Replacement of the 1937 Pattulo Bridge over the Fraser River is part of the Metro Vancouver mayors’ long-term plan. The photo is taken from the plan document.
Vicki and I attended a luncheon last week to hear from advocates for a Metro Vancouver transportation tax. The tax proposal will be the subject a ballot going out to households in March.
In 2014, regional transit mayors issued a long-term plan for upgrades to rapid transit, bus transit, regional roads and HandiDart service. The British Columbia government responded that any proposal for new fees or taxes to support the plan must be tested in a referendum. (The parties use the term “plebiscite”, but the difference seems academic.)
With a minority opposed, the mayors’ council decided that the ballot will ask Metro Vancouver residents to approve a one-half per cent increase in the seven per cent provincial sales tax. This increase would be dedicated to transit and regional roads.
The lead-off speaker at the luncheon was Greg Moore, mayor of the City of Port Coquitlam and chair of the Metro Vancouver county authority.
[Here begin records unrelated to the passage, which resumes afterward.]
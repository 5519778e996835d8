//! Settable clock for deterministic tests and one-off cycle runs.

use chrono::{DateTime, Local, TimeDelta, Utc};
use mockable::Clock;
use std::sync::{Arc, RwLock};

/// Clock that returns a stored instant until it is moved.
#[derive(Debug, Clone)]
pub struct FixedClock {
    now: Arc<RwLock<DateTime<Utc>>>,
}

impl FixedClock {
    /// Creates a clock frozen at `now`.
    #[must_use]
    pub fn new(now: DateTime<Utc>) -> Self {
        Self {
            now: Arc::new(RwLock::new(now)),
        }
    }

    /// Moves the clock to `now`.
    pub fn set(&self, now: DateTime<Utc>) {
        let mut guard = self
            .now
            .write()
            .unwrap_or_else(std::sync::PoisonError::into_inner);
        *guard = now;
    }

    /// Moves the clock forward by `delta`.
    pub fn advance(&self, delta: TimeDelta) {
        let mut guard = self
            .now
            .write()
            .unwrap_or_else(std::sync::PoisonError::into_inner);
        *guard += delta;
    }
}

impl Clock for FixedClock {
    fn local(&self) -> DateTime<Local> {
        self.utc().with_timezone(&Local)
    }

    fn utc(&self) -> DateTime<Utc> {
        *self
            .now
            .read()
            .unwrap_or_else(std::sync::PoisonError::into_inner)
    }
}
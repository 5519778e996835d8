//! Error types for worklog domain validation and parsing.

use thiserror::Error;

/// Errors returned while constructing worklog domain values.
#[derive(Debug, Clone, Error, PartialEq, Eq)]
pub enum WorklogDomainError {
    /// The task name is empty after trimming.
    #[error("task name must not be empty")]
    EmptyTaskName,

    /// The hours value is negative, not finite, or too large to store.
    #[error("invalid hours value '{0}', expected a finite non-negative number")]
    InvalidHours(String),

    /// Accumulating hours on an entry exceeded the storable maximum.
    #[error("accumulated hours for task '{0}' overflowed")]
    HoursOverflow(String),
}

/// Error returned while parsing a table name from persistence or config.
#[derive(Debug, Clone, Error, PartialEq, Eq)]
#[error("unknown table: {0}")]
pub struct ParseTableKindError(pub String);

/// Error returned while parsing a cycle schedule expression.
#[derive(Debug, Clone, Error, PartialEq, Eq)]
#[error("invalid schedule '{value}': {reason}")]
pub struct ParseScheduleError {
    /// The rejected schedule expression.
    pub value: String,
    /// Why the expression was rejected.
    pub reason: String,
}

impl ParseScheduleError {
    pub(crate) fn new(value: &str, reason: impl Into<String>) -> Self {
        Self {
            value: value.to_owned(),
            reason: reason.into(),
        }
    }
}
//! Fixed-point hour durations.

use super::WorklogDomainError;
use serde::{Deserialize, Serialize};
use std::fmt;
use std::iter::Sum;

/// Non-negative duration measured in hundredths of an hour.
///
/// Inbound values are rounded to the nearest hundredth once, at the edge, so
/// every later sum is exact and grouped totals always equal the row total.
#[derive(
    Debug, Clone, Copy, Default, PartialEq, Eq, PartialOrd, Ord, Hash, Serialize, Deserialize,
)]
#[serde(transparent)]
pub struct Hours(u32);

impl Hours {
    /// Zero hours.
    pub const ZERO: Self = Self(0);

    /// Largest storable duration; row stores keep hundredths in a signed
    /// 32-bit column.
    pub const MAX: Self = Self(i32::MAX.unsigned_abs());

    const SCALE: u32 = 100;

    /// Creates a duration from hundredths of an hour, clamped to
    /// [`Hours::MAX`].
    #[must_use]
    pub const fn from_centi(centi: u32) -> Self {
        if centi > Self::MAX.0 {
            Self::MAX
        } else {
            Self(centi)
        }
    }

    /// Creates a duration from whole hours.
    #[must_use]
    pub const fn from_whole(hours: u16) -> Self {
        // Widening u16 -> u32; the product stays below `MAX`.
        Self(hours as u32 * Self::SCALE)
    }

    /// Converts a floating-point hour count into a fixed-point duration.
    ///
    /// # Errors
    ///
    /// Returns [`WorklogDomainError::InvalidHours`] when the value is
    /// negative, not finite, or exceeds the storable range.
    #[expect(
        clippy::float_arithmetic,
        clippy::cast_possible_truncation,
        clippy::cast_sign_loss,
        reason = "value is range-checked before the rounding cast"
    )]
    pub fn from_f64(value: f64) -> Result<Self, WorklogDomainError> {
        if !value.is_finite() || value < 0.0 {
            return Err(WorklogDomainError::InvalidHours(value.to_string()));
        }
        let scaled = (value * f64::from(Self::SCALE)).round();
        if scaled > f64::from(Self::MAX.0) {
            return Err(WorklogDomainError::InvalidHours(value.to_string()));
        }
        Ok(Self(scaled as u32))
    }

    /// Returns the duration in hundredths of an hour.
    #[must_use]
    pub const fn centi(self) -> u32 {
        self.0
    }

    /// Returns the duration as fractional hours.
    #[must_use]
    #[expect(
        clippy::float_arithmetic,
        reason = "presentation-only conversion for JSON responses"
    )]
    pub fn as_f64(self) -> f64 {
        f64::from(self.0) / f64::from(Self::SCALE)
    }

    /// Adds two durations, returning `None` past [`Hours::MAX`].
    #[must_use]
    pub const fn checked_add(self, other: Self) -> Option<Self> {
        match self.0.checked_add(other.0) {
            Some(total) if total <= Self::MAX.0 => Some(Self(total)),
            _ => None,
        }
    }

    /// Adds two durations, clamping at [`Hours::MAX`].
    #[must_use]
    pub const fn saturating_add(self, other: Self) -> Self {
        match self.checked_add(other) {
            Some(total) => total,
            None => Self::MAX,
        }
    }
}

impl Sum for Hours {
    fn sum<I: Iterator<Item = Self>>(iter: I) -> Self {
        iter.fold(Self::ZERO, Self::saturating_add)
    }
}

impl<'a> Sum<&'a Self> for Hours {
    fn sum<I: Iterator<Item = &'a Self>>(iter: I) -> Self {
        iter.copied().sum()
    }
}

/// Formats with one decimal place, rounding half up (`3.5`, `0.3`).
impl fmt::Display for Hours {
    fn fmt(&self, f: &mut fmt::Formatter<'_>) -> fmt::Result {
        let tenths = self.0.saturating_add(5).div_euclid(10);
        write!(f, "{}.{}", tenths.div_euclid(10), tenths.rem_euclid(10))
    }
}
His presentation lacked clarity and punch, but he made some compelling points.
- 1) There is no funding in the current transportation plan to support regional road upgrades, including the replacement of the obsolete Pattulo Bridge shown above.
2) The planned 25 per cent increase in bus service hours will include the creation of new frequent express bus routes. The number of “B-lines” is to increase from three to 11, serving most parts of the region. New frequent bus service will target areas of new employment growth. Eighty per cent of the new jobs created between now and 2040 would be served by either rapid transit or frequent bus service.
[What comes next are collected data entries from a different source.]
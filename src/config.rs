//! Configuration loading and validation.
//!
//! Handles parsing of `worklog.toml`. Every option has a default (in-memory
//! tables, dry-run mail); only a recipient is required while the scheduler
//! is enabled. Option names accept both `snake_case` and the `camelCase`
//! spellings used by webhook clients.

use crate::worklog::{
    domain::{CycleSchedule, Hours, MergePolicy, ReportCalendar, ThresholdGate},
    services::Recipients,
};
use chrono::{FixedOffset, Offset, Utc};
use serde::{Deserialize, Serialize};
use std::path::{Path, PathBuf};
use std::time::Duration;
use thiserror::Error;

/// Configuration failures.
#[derive(Debug, Error)]
pub enum ConfigError {
    /// The file could not be read.
    #[error("failed to read config {path}: {source}")]
    Read {
        /// File that was read.
        path: PathBuf,
        /// Underlying I/O failure.
        source: std::io::Error,
    },
    /// The file is not valid TOML for this schema.
    #[error("failed to parse config: {0}")]
    Parse(#[from] toml::de::Error),
    /// A value parsed but is not acceptable.
    #[error("invalid config value for {field}: {reason}")]
    Invalid {
        /// Offending option.
        field: &'static str,
        /// Why it was rejected.
        reason: String,
    },
}

fn invalid(field: &'static str, reason: impl Into<String>) -> ConfigError {
    ConfigError::Invalid {
        field,
        reason: reason.into(),
    }
}

/// Main configuration structure.
#[derive(Debug, Clone, Serialize, Deserialize)]
pub struct Config {
    /// Project name used in report subjects.
    #[serde(default = "default_project_name", alias = "projectName")]
    pub project_name: String,

    /// UTC offset in which "today" and cycle times are evaluated.
    #[serde(default = "default_timezone_offset", alias = "timezoneOffset")]
    pub timezone_offset: String,

    /// Report threshold and recipients.
    #[serde(default)]
    pub reporting: ReportingConfig,

    /// Cycle schedule.
    #[serde(default)]
    pub schedule: ScheduleConfig,

    /// Merge policy for inbound commits.
    #[serde(default)]
    pub merge: MergePolicy,

    /// Row store backend.
    #[serde(default)]
    pub storage: StorageConfig,

    /// Mail delivery.
    #[serde(default)]
    pub mail: MailConfig,

    /// HTTP listener.
    #[serde(default)]
    pub server: ServerConfig,
}

impl Default for Config {
    fn default() -> Self {
        Self {
            project_name: default_project_name(),
            timezone_offset: default_timezone_offset(),
            reporting: ReportingConfig::default(),
            schedule: ScheduleConfig::default(),
            merge: MergePolicy::default(),
            storage: StorageConfig::default(),
            mail: MailConfig::default(),
            server: ServerConfig::default(),
        }
    }
}

fn default_project_name() -> String {
    "Worklog".to_owned()
}

fn default_timezone_offset() -> String {
    "+00:00".to_owned()
}

/// A recipient list given as a TOML array or a comma-separated string.
#[derive(Debug, Clone, PartialEq, Eq, Serialize, Deserialize)]
#[serde(untagged)]
pub enum RecipientList {
    /// `"a@example.com, b@example.com"`
    Joined(String),
    /// `["a@example.com", "b@example.com"]`
    Listed(Vec<String>),
}

impl Default for RecipientList {
    fn default() -> Self {
        Self::Listed(Vec::new())
    }
}

impl RecipientList {
    /// Returns the trimmed, non-empty addresses.
    #[must_use]
    pub fn addresses(&self) -> Vec<String> {
        let raw: Vec<&str> = match self {
            Self::Joined(joined) => joined.split(',').collect(),
            Self::Listed(listed) => listed.iter().map(String::as_str).collect(),
        };
        raw.into_iter()
            .map(str::trim)
            .filter(|address| !address.is_empty())
            .map(str::to_owned)
            .collect()
    }
}

/// Report threshold and recipients.
#[derive(Debug, Clone, Serialize, Deserialize)]
pub struct ReportingConfig {
    /// Minimum daily hours before a daily report is sent.
    #[serde(
        default = "default_min_hours",
        alias = "minHoursForDailyReport",
        alias = "minHoursThreshold"
    )]
    pub min_hours_threshold: f64,

    /// Primary recipients.
    #[serde(default, alias = "recipientEmail")]
    pub recipient_email: RecipientList,

    /// Daily CC list.
    #[serde(default, alias = "ccDaily")]
    pub cc_daily: RecipientList,

    /// Weekly CC list.
    #[serde(default, alias = "ccWeekly")]
    pub cc_weekly: RecipientList,

    /// When set, all mail goes only here, without CC.
    #[serde(default, alias = "debugRecipient")]
    pub debug_recipient: Option<String>,

    /// Lines appended below each report.
    #[serde(default)]
    pub signature: Vec<String>,
}

const fn default_min_hours() -> f64 {
    6.0
}

impl Default for ReportingConfig {
    fn default() -> Self {
        Self {
            min_hours_threshold: default_min_hours(),
            recipient_email: RecipientList::default(),
            cc_daily: RecipientList::default(),
            cc_weekly: RecipientList::default(),
            debug_recipient: None,
            signature: Vec::new(),
        }
    }
}

/// Cycle schedule.
#[derive(Debug, Clone, Serialize, Deserialize)]
pub struct ScheduleConfig {
    /// Whether `serve` runs the scheduler.
    #[serde(default = "default_true")]
    pub enabled: bool,

    /// Daily cycle time, `HH:MM`.
    #[serde(default = "default_daily_time", alias = "dailyCycleTime")]
    pub daily_cycle_time: String,

    /// Weekly cycle time, `<weekday> HH:MM`.
    #[serde(default = "default_weekly_time", alias = "weeklyCycleTime")]
    pub weekly_cycle_time: String,
}

const fn default_true() -> bool {
    true
}

fn default_daily_time() -> String {
    "23:55".to_owned()
}

fn default_weekly_time() -> String {
    "sun 20:00".to_owned()
}

impl Default for ScheduleConfig {
    fn default() -> Self {
        Self {
            enabled: true,
            daily_cycle_time: default_daily_time(),
            weekly_cycle_time: default_weekly_time(),
        }
    }
}

/// Row store backend selection.
#[derive(Debug, Clone, Copy, Default, PartialEq, Eq, Serialize, Deserialize)]
#[serde(rename_all = "snake_case")]
pub enum StorageBackend {
    /// Process-local tables; lost on restart.
    #[default]
    Memory,
    /// `PostgreSQL` through Diesel.
    Postgres,
}

/// Row store configuration.
#[derive(Debug, Clone, Serialize, Deserialize)]
pub struct StorageConfig {
    /// Backend to use.
    #[serde(default)]
    pub backend: StorageBackend,

    /// Connection string for the `postgres` backend.
    #[serde(default, alias = "databaseUrl")]
    pub database_url: Option<String>,

    /// Maximum pooled connections.
    #[serde(default = "default_pool_size", alias = "poolSize")]
    pub pool_size: u32,

    /// Wait for a table lock, in milliseconds.
    #[serde(default = "default_lock_timeout_ms", alias = "lockTimeoutMs")]
    pub lock_timeout_ms: u64,

    /// Bound for one row store call, in milliseconds.
    #[serde(default = "default_operation_timeout_ms", alias = "operationTimeoutMs")]
    pub operation_timeout_ms: u64,
}

const fn default_pool_size() -> u32 {
    8
}

const fn default_lock_timeout_ms() -> u64 {
    10_000
}

const fn default_operation_timeout_ms() -> u64 {
    15_000
}

impl Default for StorageConfig {
    fn default() -> Self {
        Self {
            backend: StorageBackend::default(),
            database_url: None,
            pool_size: default_pool_size(),
            lock_timeout_ms: default_lock_timeout_ms(),
            operation_timeout_ms: default_operation_timeout_ms(),
        }
    }
}

/// Mail transport selection.
#[derive(Debug, Clone, Copy, Default, PartialEq, Eq, Serialize, Deserialize)]
#[serde(rename_all = "snake_case")]
pub enum MailTransport {
    /// Log reports instead of sending them.
    #[default]
    DryRun,
    /// Post reports to an HTTP relay.
    Relay,
}

/// Mail delivery configuration.
#[derive(Debug, Clone, Serialize, Deserialize)]
pub struct MailConfig {
    /// Transport to use.
    #[serde(default)]
    pub transport: MailTransport,

    /// Relay endpoint for the `relay` transport.
    #[serde(default, alias = "relayUrl")]
    pub relay_url: Option<String>,

    /// Bearer token sent to the relay.
    #[serde(default, alias = "apiToken")]
    pub api_token: Option<String>,

    /// Relay request timeout, in milliseconds.
    #[serde(default = "default_mail_timeout_ms", alias = "timeoutMs")]
    pub timeout_ms: u64,
}

const fn default_mail_timeout_ms() -> u64 {
    10_000
}

impl Default for MailConfig {
    fn default() -> Self {
        Self {
            transport: MailTransport::default(),
            relay_url: None,
            api_token: None,
            timeout_ms: default_mail_timeout_ms(),
        }
    }
}

/// HTTP listener configuration.
#[derive(Debug, Clone, Serialize, Deserialize)]
pub struct ServerConfig {
    /// Listen address.
    #[serde(default = "default_bind")]
    pub bind: String,
}

fn default_bind() -> String {
    "127.0.0.1:8080".to_owned()
}

impl Default for ServerConfig {
    fn default() -> Self {
        Self {
            bind: default_bind(),
        }
    }
}

/// Validated, typed view of [`Config`].
#[derive(Debug, Clone)]
pub struct Settings {
    /// Project name used in report subjects.
    pub project_name: String,
    /// Reporting calendar.
    pub calendar: ReportCalendar,
    /// Daily minimum-hours gate.
    pub gate: ThresholdGate,
    /// Report recipients.
    pub recipients: Recipients,
    /// Signature lines.
    pub signature: Vec<String>,
    /// Merge policy.
    pub merge: MergePolicy,
    /// Whether the scheduler runs.
    pub schedule_enabled: bool,
    /// Daily cycle schedule.
    pub daily_schedule: CycleSchedule,
    /// Weekly cycle schedule.
    pub weekly_schedule: CycleSchedule,
    /// Table lock wait.
    pub lock_timeout: Duration,
    /// Row store call bound.
    pub operation_timeout: Duration,
}

impl Config {
    /// Loads configuration from a TOML file.
    ///
    /// # Errors
    ///
    /// Returns [`ConfigError::Read`] or [`ConfigError::Parse`].
    pub fn load(path: &Path) -> Result<Self, ConfigError> {
        let content = std::fs::read_to_string(path).map_err(|source| ConfigError::Read {
            path: path.to_path_buf(),
            source,
        })?;
        Self::from_toml(&content)
    }

    /// Parses configuration from TOML text.
    ///
    /// # Errors
    ///
    /// Returns [`ConfigError::Parse`] when the text does not match the schema.
    pub fn from_toml(content: &str) -> Result<Self, ConfigError> {
        Ok(toml::from_str(content)?)
    }

    /// Validates every option and returns the typed settings.
    ///
    /// # Errors
    ///
    /// Returns [`ConfigError::Invalid`] naming the first bad option.
    pub fn settings(&self) -> Result<Settings, ConfigError> {
        let offset = parse_offset(&self.timezone_offset)?;
        let min_hours = Hours::from_f64(self.reporting.min_hours_threshold)
            .map_err(|err| invalid("reporting.min_hours_threshold", err.to_string()))?;
        let daily_schedule = parse_schedule(
            "schedule.daily_cycle_time",
            &self.schedule.daily_cycle_time,
        )?;
        if !matches!(daily_schedule, CycleSchedule::DailyAt(_)) {
            return Err(invalid(
                "schedule.daily_cycle_time",
                "expected HH:MM without a weekday",
            ));
        }
        let weekly_schedule = parse_schedule(
            "schedule.weekly_cycle_time",
            &self.schedule.weekly_cycle_time,
        )?;
        if !matches!(weekly_schedule, CycleSchedule::WeeklyAt(..)) {
            return Err(invalid(
                "schedule.weekly_cycle_time",
                "expected '<weekday> HH:MM'",
            ));
        }

        let recipients = Recipients {
            to: self.reporting.recipient_email.addresses(),
            daily_cc: self.reporting.cc_daily.addresses(),
            weekly_cc: self.reporting.cc_weekly.addresses(),
            debug_recipient: self
                .reporting
                .debug_recipient
                .as_deref()
                .map(str::trim)
                .filter(|address| !address.is_empty())
                .map(str::to_owned),
        };
        if self.schedule.enabled && recipients.to.is_empty() && recipients.debug_recipient.is_none()
        {
            return Err(invalid(
                "reporting.recipient_email",
                "at least one recipient is required when the schedule is enabled",
            ));
        }
        if self.storage.backend == StorageBackend::Postgres && self.storage.database_url.is_none() {
            return Err(invalid(
                "storage.database_url",
                "required for the postgres backend",
            ));
        }
        if self.mail.transport == MailTransport::Relay && self.mail.relay_url.is_none() {
            return Err(invalid("mail.relay_url", "required for the relay transport"));
        }

        Ok(Settings {
            project_name: self.project_name.trim().to_owned(),
            calendar: ReportCalendar::new(offset),
            gate: ThresholdGate::new(min_hours),
            recipients,
            signature: self.reporting.signature.clone(),
            merge: self.merge,
            schedule_enabled: self.schedule.enabled,
            daily_schedule,
            weekly_schedule,
            lock_timeout: Duration::from_millis(self.storage.lock_timeout_ms),
            operation_timeout: Duration::from_millis(self.storage.operation_timeout_ms),
        })
    }
}

fn parse_offset(raw: &str) -> Result<FixedOffset, ConfigError> {
    let trimmed = raw.trim();
    if trimmed.eq_ignore_ascii_case("utc") || trimmed.eq_ignore_ascii_case("z") {
        return Ok(Utc.fix());
    }
    trimmed
        .parse::<FixedOffset>()
        .map_err(|err| invalid("timezone_offset", format!("'{raw}': {err}")))
}

fn parse_schedule(field: &'static str, raw: &str) -> Result<CycleSchedule, ConfigError> {
    raw.parse::<CycleSchedule>()
        .map_err(|err| invalid(field, err.to_string()))
}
3) The benefits of transit system expansion, even defined in the simplest way, are shared across the region. Fifty-two per cent of riders in the city of Vancouver’s Broadway corridor — reputed to be the busiest bus corridor in North America — come from outside the city. Four per cent, for example, come from Port Coquitlam, a smallish city far from the Vancouver city boundary.
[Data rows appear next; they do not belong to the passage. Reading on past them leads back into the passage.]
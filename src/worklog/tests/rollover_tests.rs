//! Rollover manager tests.

use std::sync::Arc;

use super::support::{day, entry};
use crate::worklog::{
    adapters::memory::InMemoryRowStore,
    domain::{ReportCycle, TableKind, TaskEntry},
    ports::{RowStore, RowStoreError},
    services::{DestinationCopy, RolloverError, RolloverManager},
};
use rstest::{fixture, rstest};

fn snapshot() -> Vec<TaskEntry> {
    vec![
        entry("Auth", 350, day(2026, 3, 2), "fix login"),
        entry("Billing", 125, day(2026, 3, 2), "invoice export"),
    ]
}

#[fixture]
fn seeded_store() -> Arc<InMemoryRowStore> {
    Arc::new(InMemoryRowStore::with_tables([TableKind::Daily]))
}

async fn seed(store: &InMemoryRowStore, table: TableKind, rows: &[TaskEntry]) {
    store.ensure_table(table).await.expect("table exists");
    store.append_rows(table, rows).await.expect("seed rows");
}

async fn ids(store: &InMemoryRowStore, table: TableKind) -> Vec<String> {
    store
        .read_rows(table)
        .await
        .expect("readable table")
        .iter()
        .map(|row| row.entry.id().to_string())
        .collect()
}

#[rstest]
#[tokio::test(flavor = "multi_thread")]
async fn daily_rows_copy_to_weekly_and_archive_then_clear(seeded_store: Arc<InMemoryRowStore>) {
    let rows = snapshot();
    seed(&seeded_store, TableKind::Daily, &rows).await;
    let manager = RolloverManager::new(Arc::clone(&seeded_store));

    let summary = manager
        .roll_over(&ReportCycle::Daily.rollover_plan(), &rows)
        .await
        .expect("rollover succeeds");

    assert_eq!(summary.source, TableKind::Daily);
    assert_eq!(summary.cleared, 2);
    assert_eq!(
        summary.copies,
        [
            DestinationCopy {
                table: TableKind::Weekly,
                created: true,
                appended: 2,
            },
            DestinationCopy {
                table: TableKind::Archive,
                created: true,
                appended: 2,
            },
        ]
    );
    let expected: Vec<String> = rows.iter().map(|row| row.id().to_string()).collect();
    assert_eq!(ids(&seeded_store, TableKind::Weekly).await, expected);
    assert_eq!(ids(&seeded_store, TableKind::Archive).await, expected);
    assert!(ids(&seeded_store, TableKind::Daily).await.is_empty());
    assert!(seeded_store.header(TableKind::Daily).is_some());
}

#[rstest]
#[tokio::test(flavor = "multi_thread")]
async fn failed_append_leaves_the_source_intact(seeded_store: Arc<InMemoryRowStore>) {
    let rows = snapshot();
    seed(&seeded_store, TableKind::Daily, &rows).await;
    seeded_store.fail_appends_to(TableKind::Archive);
    let manager = RolloverManager::new(Arc::clone(&seeded_store));

    let result = manager
        .roll_over(&ReportCycle::Daily.rollover_plan(), &rows)
        .await;

    assert!(matches!(
        result,
        Err(RolloverError::PartialRollover {
            source_table: TableKind::Daily,
            destination: TableKind::Archive,
            source: RowStoreError::Unavailable(_),
        })
    ));
    assert_eq!(ids(&seeded_store, TableKind::Daily).await.len(), 2);
    assert_eq!(ids(&seeded_store, TableKind::Weekly).await.len(), 2);
}

#[rstest]
#[tokio::test(flavor = "multi_thread")]
async fn retry_after_partial_failure_does_not_duplicate(seeded_store: Arc<InMemoryRowStore>) {
    let rows = snapshot();
    seed(&seeded_store, TableKind::Daily, &rows).await;
    let plan = ReportCycle::Daily.rollover_plan();
    let manager = RolloverManager::new(Arc::clone(&seeded_store));
    seeded_store.fail_appends_to(TableKind::Archive);
    manager
        .roll_over(&plan, &rows)
        .await
        .expect_err("archive append fails");

    seeded_store.restore_appends_to(TableKind::Archive);
    let summary = manager.roll_over(&plan, &rows).await.expect("retry succeeds");

    let weekly = summary
        .copies
        .iter()
        .find(|copy| copy.table == TableKind::Weekly)
        .expect("weekly copy");
    assert_eq!(weekly.appended, 0);
    assert!(!weekly.created);
    assert_eq!(ids(&seeded_store, TableKind::Weekly).await.len(), 2);
    assert_eq!(ids(&seeded_store, TableKind::Archive).await.len(), 2);
    assert!(ids(&seeded_store, TableKind::Daily).await.is_empty());
}

#[rstest]
#[tokio::test(flavor = "multi_thread")]
async fn weekly_rollover_skips_rows_already_archived() {
    let store = Arc::new(InMemoryRowStore::with_tables(TableKind::ALL));
    let rows = snapshot();
    seed(&store, TableKind::Weekly, &rows).await;
    seed(&store, TableKind::Archive, &rows).await;
    let manager = RolloverManager::new(Arc::clone(&store));

    let summary = manager
        .roll_over(&ReportCycle::Weekly.rollover_plan(), &rows)
        .await
        .expect("rollover succeeds");

    assert_eq!(
        summary.copies,
        [DestinationCopy {
            table: TableKind::Archive,
            created: false,
            appended: 0,
        }]
    );
    assert_eq!(summary.cleared, 2);
    assert_eq!(ids(&store, TableKind::Archive).await.len(), 2);
    assert!(ids(&store, TableKind::Weekly).await.is_empty());
}

#[rstest]
#[tokio::test(flavor = "multi_thread")]
async fn missing_source_table_fails_the_clear() {
    let store = Arc::new(InMemoryRowStore::new());
    let rows = snapshot();
    let manager = RolloverManager::new(Arc::clone(&store));

    let result = manager
        .roll_over(&ReportCycle::Weekly.rollover_plan(), &rows)
        .await;

    assert!(matches!(
        result,
        Err(RolloverError::ClearFailed {
            source_table: TableKind::Weekly,
            source: RowStoreError::TableMissing(TableKind::Weekly),
        })
    ));
    assert_eq!(ids(&store, TableKind::Archive).await.len(), 2);
}

#[rstest]
fn rollover_errors_report_retryability() {
    let transient = RolloverError::PartialRollover {
        source_table: TableKind::Daily,
        destination: TableKind::Weekly,
        source: RowStoreError::unavailable(std::io::Error::other("down")),
    };
    let permanent = RolloverError::ClearFailed {
        source_table: TableKind::Daily,
        source: RowStoreError::TableMissing(TableKind::Daily),
    };

    assert!(transient.is_retryable());
    assert!(!permanent.is_retryable());
}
4) TransLink, the transportation authority, already subject to regular independent audits and special audits, will be subject to a new public audit to ensure that the proceeds of the sales tax are channelled to the expansion plan. There will also be a new external approval process related to the allocation of federal fuel tax dollars for transportation.
BC Chamber of Commerce CEO John Winter also spoke. He said a “no” vote will communicate to the provincial and federal governments that people in the Vancouver area don’t care about transit. And when the senior governments are asked to contribute to the next rapid transit project, they may ask: “Why should we?”
Both speakers emphasized that population, employment and traffic will increase significantly in the next 25 years in Metro Vancouver.
Won’t the increase in population translate into increased fares and property tax payments for the transportation system? Yes, fares already cover half the cost of transit, and revenues from fares and property taxes will grow, but it’s not enough. We’re becoming a more transit-dependent region. The next million people to set up households in Metro Vancouver will be far more transit-oriented than the previous million, by virtue of location, economics and preference.
The benefits from transportation investment are often diffuse. The flaws in Metro Vancouver’s system of transportation governance are acute. The TransLink brand is broken, and with voters eager to punish TransLink, a lopsided “No” vote seems likely. In some cases the reasoning is perverse; people who say their local service has been inadequate in the past are ready to vote against better transit in the future. A few critics have suggested that the system should be privatized; the result would be that the communities who complain most loudly about poor service would get no service at all.